The certified record . . . contains a letter from [Bernat] to PCRA counsel, dated January 15, 2010, in which [Bernat] asks PCRA counsel to respond to the PCRA court's Rule 907 notice and, if necessary, appeal the PCRA court's decision. A letter from [Bernat] to PCRA counsel dated June 4, 2010, also appears in the certified record. In this letter, [Bernat] informs PCRA counsel that he had yet to receive an official dismissal of his PCRA petition and thus assumed it was still pending. Ultimately, neither PCRA counsel nor [Bernat] filed a response to the PCRA court's notice of its intent to dismiss. By order entered June 7, 2010, the PCRA court dismissed [Bernat's] petition. [Bernat] filed a pro se notice of appeal.
Commonwealth v. Bernat, 26 A.3d 1191 (Pa. Super. 2011) (unpublished memorandum). (Doc. 13-8, pp. 1-2). He raised the following grounds in the appeal:
1. Was counsel for [Appellant] (after Direct Appeal was affirmed) ineffective, thereby denying him the right to file a Petition for Allowance of Appeal to the Pennsylvania Supreme Court, Nunc Pro Tunc, when counsel abandoned [Appellant] after promising (in a letter) to file the requested appeal?

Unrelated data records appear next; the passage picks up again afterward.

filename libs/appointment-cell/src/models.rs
use chrono::{DateTime, Utc};
use serde::{Deserialize, Serialize};
use thiserror::Error;

use shared_database::DatabaseError;
use shared_models::account::Account;
use shared_models::appointment::{Appointment, AppointmentStatus};
use shared_models::error::AppError;

// ==============================================================================
// REQUEST MODELS
// ==============================================================================

/// Booking body. Missing fields surface as validation messages.
#[derive(Debug, Clone, Default, Serialize, Deserialize)]
#[serde(rename_all = "camelCase")]
pub struct BookAppointmentRequest {
    pub patient: Option<String>,
    pub doctor: Option<String>,
    pub appointment_date: Option<String>,
    pub reason: Option<String>,
}

#[derive(Debug, Clone, Default, Serialize, Deserialize)]
#[serde(rename_all = "camelCase")]
pub struct RescheduleAppointmentRequest {
    pub appointment_date: Option<String>,
}

// ==============================================================================
// RESPONSE MODELS
// ==============================================================================

#[derive(Debug, Clone, PartialEq, Serialize, Deserialize)]
pub struct PatientSummary {
    pub id: String,
    pub name: String,
}

#[derive(Debug, Clone, PartialEq, Serialize, Deserialize)]
pub struct DoctorSummary {
    pub id: String,
    pub name: String,
    pub specialization: Option<String>,
}

impl From<&Account> for PatientSummary {
    fn from(account: &Account) -> Self {
        Self {
            id: account.id.clone(),
            name: account.name.clone(),
        }
    }
}

impl From<&Account> for DoctorSummary {
    fn from(account: &Account) -> Self {
        Self {
            id: account.id.clone(),
            name: account.name.clone(),
            specialization: account.kind.specialization().map(str::to_string),
        }
    }
}

/// An appointment with its participants resolved. A reference to an account
/// that no longer exists is rendered as `null`.
#[derive(Debug, Clone, PartialEq, Serialize, Deserialize)]
#[serde(rename_all = "camelCase")]
pub struct AppointmentDetails {
    pub id: String,
    pub patient: Option<PatientSummary>,
    pub doctor: Option<DoctorSummary>,
    pub appointment_date: DateTime<Utc>,
    pub status: AppointmentStatus,
    #[serde(default, skip_serializing_if = "Option::is_none")]
    pub reason: Option<String>,
    pub created_at: DateTime<Utc>,
}

impl AppointmentDetails {
    pub fn new(appointment: Appointment, patient: Option<&Account>, doctor: Option<&Account>) -> Self {
        Self {
            id: appointment.id,
            patient: patient.map(PatientSummary::from),
            doctor: doctor.map(DoctorSummary::from),
            appointment_date: appointment.appointment_date,
            status: appointment.status,
            reason: appointment.reason,
            created_at: appointment.created_at,
        }
    }
}

// ==============================================================================
// ERRORS
// ==============================================================================

#[derive(Error, Debug)]
pub enum AppointmentError {
    #[error("Appointment not found")]
    NotFound,

    #[error("Patient not found")]
    PatientNotFound,

    #[error("Doctor not found")]
    DoctorNotFound,

    #[error("Account is not a patient")]
    NotAPatient,

    #[error("Account is not a doctor")]
    NotADoctor,

    #[error("Invalid appointment date: {0}")]
    InvalidDate(String),

    #[error("Appointment cannot be modified in current status: {0}")]
    InvalidStatusTransition(AppointmentStatus),

    #[error("{0}")]
    ValidationError(String),

    #[error(transparent)]
    Store(#[from] DatabaseError),
}

impl From<AppointmentError> for AppError {
    fn from(error: AppointmentError) -> Self {
        match error {
            AppointmentError::NotFound
            | AppointmentError::PatientNotFound
            | AppointmentError::DoctorNotFound => AppError::NotFound(error.to_string()),
            AppointmentError::NotAPatient
            | AppointmentError::NotADoctor
            | AppointmentError::InvalidDate(_)
            | AppointmentError::InvalidStatusTransition(_) => AppError::ValidationError(error.to_string()),
            AppointmentError::ValidationError(msg) => AppError::ValidationError(msg),
            AppointmentError::Store(e) => e.into(),
        }
    }
}

#[cfg(test)]
mod tests {
    use super::*;
    use chrono::TimeZone;
    use serde_json::json;
    use shared_models::account::AccountKind;

    fn account(id: &str, kind: AccountKind) -> Account {
        Account {
            id: id.to_string(),
            name: format!("Name {}", id),
            email: format!("{}@clinic.test", id),
            password_hash: "hash".to_string(),
            kind,
            created_at: Utc::now(),
        }
    }

    #[test]
    fn test_details_serialize_joined_participants() {
        let appointment = Appointment::new(
            "p1".to_string(),
            "d1".to_string(),
            Utc.with_ymd_and_hms(2026, 3, 10, 0, 0, 0).unwrap(),
            None,
        );
        let patient = account("p1", AccountKind::Patient);
        let doctor = account("d1", AccountKind::doctor("Surgery"));

        let details = AppointmentDetails::new(appointment, Some(&patient), Some(&doctor));
        let value = serde_json::to_value(&details).unwrap();

        assert_eq!(value["patient"], json!({"id": "p1", "name": "Name p1"}));
        assert_eq!(value["doctor"]["specialization"], "Surgery");
        assert_eq!(value["status"], "booked");
        assert_eq!(value["appointmentDate"], "2026-03-10T00:00:00Z");
        assert!(value.get("reason").is_none());
        assert!(value["patient"].get("email").is_none());
    }

    #[test]
    fn test_dangling_reference_serializes_as_null() {
        let appointment = Appointment::new("gone".to_string(), "d1".to_string(), Utc::now(), None);

        let value = serde_json::to_value(AppointmentDetails::new(appointment, None, None)).unwrap();

        assert!(value["patient"].is_null());
        assert!(value["doctor"].is_null());
    }

    #[test]
    fn test_error_mapping() {
        assert!(matches!(AppError::from(AppointmentError::DoctorNotFound), AppError::NotFound(m) if m == "Doctor not found"));
        assert!(matches!(
            AppError::from(AppointmentError::InvalidStatusTransition(AppointmentStatus::Completed)),
            AppError::ValidationError(m) if m == "Appointment cannot be modified in current status: completed"
        ));
    }
}
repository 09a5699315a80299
use serde::{Deserialize, Serialize};

use crate::account::Role;

#[derive(Debug, Serialize, Deserialize)]
pub struct JwtHeader {
    pub alg: String,
    pub typ: String,
}

#[derive(Debug, Clone, Serialize, Deserialize)]
pub struct JwtClaims {
    pub sub: String,
    pub role: Role,
    pub iat: i64,
    pub exp: i64,
}

/// Identity resolved from a validated bearer token.
#[derive(Debug, Clone, PartialEq, Eq)]
pub struct AuthUser {
    pub id: String,
    pub role: Role,
}

#[derive(Debug, Serialize, Deserialize)]
#[serde(rename_all = "camelCase")]
pub struct TokenResponse {
    pub valid: bool,
    pub user_id: String,
    pub role: Role,
}

#[derive(Debug, Serialize, Deserialize)]
#[serde(rename_all = "camelCase")]
pub struct LoginResponse {
    pub token: String,
    pub role: Role,
    pub user_id: String,
    pub name: String,
}
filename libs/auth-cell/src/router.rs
use axum::{
    Router,
    routing::{get, post},
};

use shared_database::AppState;

use crate::handlers;

pub fn auth_routes(state: AppState) -> Router {
    Router::new()
        .route("/register", post(handlers::register))
        .route("/login", post(handlers::login))
        .route("/users", get(handlers::list_users))
        .route("/validate", post(handlers::validate_token))
        .with_state(state)
}
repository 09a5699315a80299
pub mod availability;

pub use availability::AvailabilityService;
use std::sync::Arc;

use axum::{
    extract::{rejection::JsonRejection, Query, State},
    http::{HeaderMap, StatusCode},
    Json,
};
use serde_json::{json, Value};
use tracing::debug;

use shared_config::AppConfig;
use shared_database::AppState;
use shared_models::account::Role;
use shared_models::auth::TokenResponse;
use shared_models::error::AppError;
use shared_utils::extractor::extract_bearer_token;
use shared_utils::jwt;

use crate::models::{LoginRequest, RegisterRequest, UsersQuery};
use crate::services::AccountService;

#[axum::debug_handler(state = AppState)]
pub async fn register(
    State(state): State<AppState>,
    payload: Result<Json<RegisterRequest>, JsonRejection>,
) -> Result<(StatusCode, Json<Value>), AppError> {
    let Json(request) = payload?;
    let account_service = AccountService::new(&state);

    let account = account_service.register(request).await?;

    Ok((
        StatusCode::CREATED,
        Json(json!({
            "success": true,
            "data": account.to_public()
        })),
    ))
}

#[axum::debug_handler(state = AppState)]
pub async fn login(
    State(state): State<AppState>,
    payload: Result<Json<LoginRequest>, JsonRejection>,
) -> Result<Json<Value>, AppError> {
    let Json(request) = payload?;
    let account_service = AccountService::new(&state);

    let session = account_service.authenticate(request).await?;

    Ok(Json(json!({
        "success": true,
        "token": session.token,
        "role": session.role,
        "userId": session.user_id,
        "name": session.name
    })))
}

#[axum::debug_handler(state = AppState)]
pub async fn list_users(
    State(state): State<AppState>,
    Query(query): Query<UsersQuery>,
) -> Result<Json<Value>, AppError> {
    let role = query
        .role
        .as_deref()
        .map(str::parse::<Role>)
        .transpose()
        .map_err(AppError::ValidationError)?;

    let account_service = AccountService::new(&state);
    let users = account_service.list_users(role).await?;

    Ok(Json(json!({
        "success": true,
        "data": users
    })))
}

pub async fn validate_token(
    State(config): State<Arc<AppConfig>>,
    headers: HeaderMap,
) -> Result<Json<TokenResponse>, AppError> {
    debug!("Validating token");

    let token = extract_bearer_token(&headers)?;

    let user = jwt::validate_token(&token, &config.jwt_secret).map_err(AppError::Auth)?;

    Ok(Json(TokenResponse {
        valid: true,
        user_id: user.id,
        role: user.role,
    }))
}
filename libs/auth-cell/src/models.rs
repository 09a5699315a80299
use serde::{Deserialize, Serialize};
use thiserror::Error;

use shared_database::DatabaseError;
use shared_models::error::AppError;

/// Registration body. Every field is optional at the wire level so that a
/// missing value becomes a validation message rather than a decode failure.
#[derive(Debug, Clone, Default, Serialize, Deserialize)]
pub struct RegisterRequest {
    pub name: Option<String>,
    pub email: Option<String>,
    pub password: Option<String>,
    pub role: Option<String>,
    pub specialization: Option<String>,
}

#[derive(Debug, Clone, Default, Serialize, Deserialize)]
pub struct LoginRequest {
    pub email: Option<String>,
    pub password: Option<String>,
}

#[derive(Debug, Default, Deserialize)]
pub struct UsersQuery {
    pub role: Option<String>,
}

#[derive(Error, Debug)]
pub enum AccountError {
    #[error("{0}")]
    Validation(String),

    #[error("An account with this email already exists")]
    EmailTaken,

    #[error("Invalid credentials")]
    InvalidCredentials,

    #[error("Password hashing failed: {0}")]
    Hashing(String),

    #[error("Token issuance failed: {0}")]
    Token(String),

    #[error(transparent)]
    Store(#[from] DatabaseError),
}

impl From<AccountError> for AppError {
    fn from(error: AccountError) -> Self {
        match error {
            AccountError::Validation(msg) => AppError::ValidationError(msg),
            AccountError::EmailTaken => AppError::Conflict(error.to_string()),
            AccountError::InvalidCredentials => AppError::Auth(error.to_string()),
            AccountError::Hashing(_) | AccountError::Token(_) => AppError::Internal(error.to_string()),
            AccountError::Store(e) => e.into(),
        }
    }
}
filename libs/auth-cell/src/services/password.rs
use argon2::{Argon2, PasswordHash, PasswordHasher, PasswordVerifier};
use argon2::password_hash::{rand_core::OsRng, SaltString};
use tracing::instrument;

pub const MIN_PASSWORD_LENGTH: usize = 6;

pub struct PasswordService;

impl PasswordService {
    #[instrument(skip(password))]
    pub fn hash_password(password: &str) -> Result<String, argon2::password_hash::Error> {
        let salt = SaltString::generate(&mut OsRng);
        let argon2 = Argon2::default();

        let password_hash = argon2.hash_password(password.as_bytes(), &salt)?;
        Ok(password_hash.to_string())
    }

    #[instrument(skip(password, hash))]
    pub fn verify_password(password: &str, hash: &str) -> Result<bool, argon2::password_hash::Error> {
        let parsed_hash = PasswordHash::new(hash)?;
        let argon2 = Argon2::default();

        match argon2.verify_password(password.as_bytes(), &parsed_hash) {
            Ok(()) => Ok(true),
            Err(argon2::password_hash::Error::Password) => Ok(false),
            Err(e) => Err(e),
        }
    }

    pub fn meets_minimum_length(password: &str) -> bool {
        password.chars().count() >= MIN_PASSWORD_LENGTH
    }
}
use std::env;
use std::str::FromStr;
use tracing::warn;

pub const DEFAULT_PORT: u16 = 5000;
pub const DEFAULT_TOKEN_TTL_HOURS: i64 = 24;

/// Which document store backs the account and appointment collections.
#[derive(Debug, Clone, Copy, PartialEq, Eq)]
pub enum StoreBackend {
    Memory,
    Supabase,
}

impl FromStr for StoreBackend {
    type Err = String;

    fn from_str(value: &str) -> Result<Self, Self::Err> {
        match value.trim().to_lowercase().as_str() {
            "memory" | "in-memory" => Ok(StoreBackend::Memory),
            "supabase" => Ok(StoreBackend::Supabase),
            other => Err(format!("Unknown store backend: {}", other)),
        }
    }
}

#[derive(Debug, Clone)]
pub struct AppConfig {
    pub store_backend: StoreBackend,
    pub supabase_url: String,
    pub supabase_anon_key: String,
    pub jwt_secret: String,
    pub token_ttl_hours: i64,
    pub port: u16,
}

impl AppConfig {
    pub fn from_env() -> Self {
        let config = Self {
            store_backend: env::var("STORE_BACKEND")
                .ok()
                .and_then(|value| {
                    value
                        .parse::<StoreBackend>()
                        .map_err(|e| warn!("{}, using in-memory store", e))
                        .ok()
                })
                .unwrap_or_else(|| {
                    warn!("STORE_BACKEND not set, using in-memory store");
                    StoreBackend::Memory
                }),
            supabase_url: env::var("SUPABASE_URL")
                .unwrap_or_else(|_| {
                    warn!("SUPABASE_URL not set, using empty value");
                    String::new()
                }),
            supabase_anon_key: env::var("SUPABASE_ANON_PUBLIC_KEY")
                .unwrap_or_else(|_| {
                    warn!("SUPABASE_ANON_PUBLIC_KEY not set, using empty value");
                    String::new()
                }),
            jwt_secret: env::var("JWT_SECRET")
                .unwrap_or_else(|_| {
                    warn!("JWT_SECRET not set, using empty value");
                    String::new()
                }),
            token_ttl_hours: env::var("TOKEN_TTL_HOURS")
                .ok()
                .and_then(|value| value.parse().ok())
                .unwrap_or(DEFAULT_TOKEN_TTL_HOURS),
            port: env::var("PORT")
                .ok()
                .and_then(|value| value.parse().ok())
                .unwrap_or_else(|| {
                    warn!("PORT not set, using default {}", DEFAULT_PORT);
                    DEFAULT_PORT
                }),
        };

        if !config.is_configured() {
            warn!("Application not fully configured - missing environment variables");
        }

        config
    }

    pub fn is_configured(&self) -> bool {
        !self.jwt_secret.is_empty()
            && (self.store_backend == StoreBackend::Memory || self.is_supabase_configured())
    }

    pub fn is_supabase_configured(&self) -> bool {
        !self.supabase_url.is_empty() && !self.supabase_anon_key.is_empty()
    }
}
use serde::{Deserialize, Serialize};
use serde_json::Value;
use thiserror::Error;

use shared_database::DatabaseError;
use shared_models::error::AppError;

/// Partial update body. Fields stay raw JSON: only an array replaces the
/// stored value, anything else leaves it untouched.
#[derive(Debug, Clone, Default, Serialize, Deserialize)]
#[serde(rename_all = "camelCase")]
pub struct UpdateAvailabilityRequest {
    #[serde(default)]
    pub weekly_hours: Option<Value>,
    #[serde(default)]
    pub blocked_dates: Option<Value>,
}

#[derive(Error, Debug)]
pub enum AvailabilityError {
    #[error("User not found")]
    UserNotFound,

    #[error("User is not a doctor")]
    NotADoctor,

    #[error("Not authorized to update availability for this user")]
    NotAuthorized,

    #[error("{0}")]
    Validation(String),

    #[error(transparent)]
    Store(#[from] DatabaseError),
}

impl From<AvailabilityError> for AppError {
    fn from(error: AvailabilityError) -> Self {
        match error {
            AvailabilityError::UserNotFound => AppError::NotFound(error.to_string()),
            AvailabilityError::NotADoctor => AppError::ValidationError(error.to_string()),
            AvailabilityError::NotAuthorized => AppError::Forbidden(error.to_string()),
            AvailabilityError::Validation(msg) => AppError::ValidationError(msg),
            AvailabilityError::Store(e) => e.into(),
        }
    }
}
pub mod handlers;
pub mod models;
pub mod router;
pub mod services;

pub use models::AccountError;
pub use services::{AccountService, PasswordService};
pub mod error;
pub mod memory;
pub mod state;
pub mod store;
pub mod supabase;

pub use error::{DatabaseError, DatabaseResult};
pub use memory::InMemoryStore;
pub use state::AppState;
pub use store::{AccountStore, AppointmentStore};
pub use supabase::{SupabaseClient, SupabaseStore};
pub mod account;
pub mod appointment;
pub mod auth;
pub mod error;

pub use account::{Account, AccountKind, Availability, DayOfWeek, PublicAccount, Role, WeeklyHours};
pub use appointment::{Appointment, AppointmentStatus};
pub use error::AppError;
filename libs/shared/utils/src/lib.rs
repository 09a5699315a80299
pub mod extractor;
pub mod jwt;
pub mod test_utils;
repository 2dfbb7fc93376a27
use log::{debug, warn};
use miette::SourceSpan;

use crate::env::{Environment, Namespace};
use crate::error::{CalcError, Outcome};
use crate::expr::Expression;
use crate::lexer::{Lexer, TokenKind};
use crate::number::Number;
use crate::parser::parse;

/// What a line produced.
#[derive(Debug, Clone, PartialEq)]
pub enum Reply {
    /// Blank line.
    Empty,
    Exit,
    /// `key=description` lines of one namespace.
    Listing(Vec<String>),
    Assigned { name: String, description: String },
    /// `value` is `None` while the expression still has free variables.
    Evaluated {
        description: String,
        value: Option<Number>,
    },
}

impl std::fmt::Display for Reply {
    fn fmt(&self, f: &mut std::fmt::Formatter<'_>) -> std::fmt::Result {
        match self {
            Reply::Empty | Reply::Exit => Ok(()),
            Reply::Listing(lines) => write!(f, "{}", lines.join("\n")),
            Reply::Assigned { name, description } => write!(f, "{name}={description}"),
            Reply::Evaluated {
                description,
                value: Some(value),
            } => write!(f, "{description} = {value}"),
            Reply::Evaluated {
                description,
                value: None,
            } => write!(f, "{description}"),
        }
    }
}

/// One calculator session: the namespace tables plus the line commands that
/// read and update them.
#[derive(Debug, Default)]
pub struct Session {
    env: Environment,
}

impl Session {
    pub fn new() -> Self {
        Self {
            env: Environment::new(),
        }
    }

    pub fn with_environment(env: Environment) -> Self {
        Self { env }
    }

    pub fn environment(&self) -> &Environment {
        &self.env
    }

    /// Runs one line. Errors never end the session; the caller reports them
    /// and moves on to the next line.
    pub fn execute(&mut self, line: &str) -> Outcome<Reply> {
        let command = line.trim();
        if command.is_empty() {
            return Ok(Reply::Empty);
        }
        if command.starts_with("exit") {
            return Ok(Reply::Exit);
        }

        if let Some(index) = line.find("list ") {
            return self.list(line, index + "list ".len());
        }
        if let Some(index) = line.find("<<") {
            return self.assign(line, index);
        }

        let expr = parse(line, &self.env)?;
        let value = if expr.free_variables().is_empty() {
            Some(expr.value()?)
        } else {
            None
        };
        Ok(Reply::Evaluated {
            description: expr.description(),
            value,
        })
    }

    fn list(&self, line: &str, at: usize) -> Outcome<Reply> {
        let prefix: String = line[at..].chars().take(1).collect();
        let namespace = Namespace::from_prefix(&prefix).ok_or_else(|| CalcError::UnknownReference {
            name: prefix.clone(),
            span: Some(SourceSpan::from((at, prefix.len()))),
        })?;

        let lines = self
            .env
            .entries(namespace)
            .map(|(key, value)| format!("{key}={value}"))
            .collect();
        Ok(Reply::Listing(lines))
    }

    /// `target << expression`. Only user variables can be assigned; any other
    /// target namespace falls back to `u.` with a warning.
    fn assign(&mut self, line: &str, at: usize) -> Outcome<Reply> {
        let target = &line[..at];
        let offset = target.len() - target.trim_start().len();
        let target_span = SourceSpan::from((offset, target.trim().len()));

        let (namespace, key) = self.env.resolve(target, target_span)?;
        if !is_identifier(&key) {
            let err = CalcError::InvalidAssignmentTarget {
                target: target.trim().to_string(),
                span: target_span,
            };
            debug!("{err}");
            return Err(err);
        }

        // Blank out the target so spans in parse errors still point into `line`.
        let masked = format!("{}{}", " ".repeat(at + 2), &line[at + 2..]);
        let value = parse(&masked, &self.env)?;

        // A bare `name` resolves to the function table; it is a user variable here.
        if !matches!(namespace, Namespace::UserVariables | Namespace::Functions) {
            warn!("can't assign to constant namespace, assigning to u.{key} instead");
        }
        debug!("u.{key} << {value}");

        let description = value.description();
        self.env.assign(key.clone(), value);
        Ok(Reply::Assigned {
            name: format!("u.{key}"),
            description,
        })
    }

    /// Looks up a user variable, mainly for callers embedding the calculator.
    pub fn variable(&self, key: &str) -> Option<&Expression> {
        self.env.lookup(Namespace::UserVariables, key)
    }
}

/// Whether `key` lexes as exactly one identifier.
fn is_identifier(key: &str) -> bool {
    let mut tokens = Lexer::new(key);
    matches!(
        (tokens.next(), tokens.next()),
        (Some(token), None) if token.kind == TokenKind::Ident && token.slice == key
    )
}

2. Was PCRA counsel for [Appellant] ineffective when failing to properly raise and pursue Direct Appeal counsel's ineffectiveness, failing to properly amend [Appellant's] PCRA petition, failing to properly communicate with [Appellant], failing to request an evidentiary hearing, failing to seek a proper withdraw of counsel under Turner/Finley and then abandoning [Appellant] when an arguably meritorious issue was clearly present on the record?

3. Did the PCRA court err as a matter of law and fact by failing to reinstate [Appellant's] Direct Appeal right to file an [Allowance] of Appeal, Nunc Pro Tunc, when the evidence was clear for reinstatement of those rights (counsel's
letter stating that he would file such an appeal), minus [sic] an evidentiary hearing where an arguably meritorious issue was clearly present on the record?
(Doc. 17, p. 8 (citing Appellant's brief)). At that time, Bernat also sought removal of current PCRA counsel and appointment of a new PCRA counsel. (Doc. 13-8, p. 2; Doc. 17, pp. 8, 9). The Superior Court never reached the issues on appeal but, instead, remanded the matter to the PCRA court for a determination of whether Bernat wished to proceed pro se on appeal. (Id.) The Superior Court did not vacate the prior order dismissing the PCRA petition. (Id.) Rather, it instructed the PCRA court as follows: "[I]n accordance with [Commonwealth v. Robinson, 970 A.2d 455 (Pa. Super. 2009 (en banc)] we remand for an on the record colloquy to determine if [Bernat] wishes to proceed pro se in this appeal. If [Bernat] does not desire to do so, counsel of record must either assist [him] in his appeal from the denial of post-conviction relief or seek to withdraw pursuant to the dictates of Turner/Finley." (Id. at pp. 2-3).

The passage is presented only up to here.